THE POLITICS: the ACA was built on a MARKET-BASED architecture with Republican intellectual origins (the Heritage Foundation’s individual mandate proposal; Massachusetts’ Romneycare) — which is why the intensity of partisan opposition is a genuinely interesting political puzzle rather than a simple ideological story. Interest groups shaped it decisively: hospitals accepted payment cuts in exchange for expanded coverage; PhRMA secured concessions; insurers gained a mandated customer base. Explaining these bargains is exactly the “competing interests” analysis the assignment asks for.

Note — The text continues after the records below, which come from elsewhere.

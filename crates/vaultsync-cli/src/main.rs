//! vaultsync CLI - inspect sync decisions without a server
//!
//! Runs the same diff, quota, and conflict-naming logic the sync service
//! uses against manifest files on disk.

mod cli;
mod commands;
mod error;

use clap::Parser;

use cli::{Cli, Commands};
use commands::compare::run_compare;
use commands::completions::run_completions;
use commands::conflict_name::run_conflict_name;
use commands::diff::run_diff;
use commands::quota::{run_quota, QuotaArgs};
use error::CliError;

fn main() {
    if let Err(error) = run() {
        eprintln!("Error: {error}");
        std::process::exit(1);
    }
}

fn run() -> Result<(), CliError> {
    tracing_subscriber::fmt()
        .with_writer(std::io::stderr)
        .with_env_filter(
            tracing_subscriber::EnvFilter::from_default_env()
                .add_directive("vaultsync=warn".parse().expect("valid directive")),
        )
        .init();

    let cli = Cli::parse();

    match cli.command {
        Commands::Diff {
            local,
            remote,
            device_name,
            at,
            json,
        } => run_diff(&local, &remote, &device_name, at.as_deref(), json)?,
        Commands::Quota {
            local,
            remote,
            current_usage,
            max_file_size,
            storage_limit,
            json,
        } => run_quota(&QuotaArgs {
            local: &local,
            remote: &remote,
            current_usage,
            max_file_size,
            storage_limit,
            json,
        })?,
        Commands::ConflictName {
            path,
            device_name,
            at,
        } => run_conflict_name(&path, &device_name, at.as_deref())?,
        Commands::Compare { clock_a, clock_b } => run_compare(&clock_a, &clock_b)?,
        Commands::Completions { shell, output } => {
            run_completions(shell, output.as_deref())?;
        }
    }

    Ok(())
}

#[cfg(test)]
mod tests;
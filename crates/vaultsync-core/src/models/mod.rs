//! Data models for vaultsync

mod action;
mod file;

pub use action::{ConflictCopyId, SyncAction, SyncActionKind};
pub use file::{DeletedFile, LocalFile, LocalFileRecord, PresentFile, RemoteFile};
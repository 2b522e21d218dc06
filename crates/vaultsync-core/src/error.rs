//! Error types for vaultsync-core

use thiserror::Error;

use crate::manifest::ManifestError;
use crate::quota::QuotaError;

/// Result type alias using vaultsync-core's Error
pub type Result<T> = std::result::Result<T, Error>;

/// Errors that can occur in vaultsync-core operations
#[derive(Error, Debug)]
pub enum Error {
    /// Client-reported manifest failed validation
    #[error("Invalid manifest: {0}")]
    Manifest(#[from] ManifestError),

    /// Planned sync would exceed the account quota
    #[error("Quota exceeded: {0}")]
    Quota(#[from] QuotaError),

    /// Serialization error
    #[error("Serialization error: {0}")]
    Serialization(#[from] serde_json::Error),
}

EVALUATE ON EVIDENCE: the uninsured rate fell substantially; coverage gains were largest in expansion states; the Medicaid expansion literature finds improvements in access, financial security, and some health outcomes. Costs and premiums remain contested. BE EVENHANDED — present the strongest version of both critiques (cost, narrow networks, deductibles, market concentration) and both defenses. A paper that reads as advocacy loses marks.
NURSING RELEVANCE: expanded coverage, prevention and wellness funding, workforce provisions, nurse-managed health clinics, and the Prevention and Public Health Fund.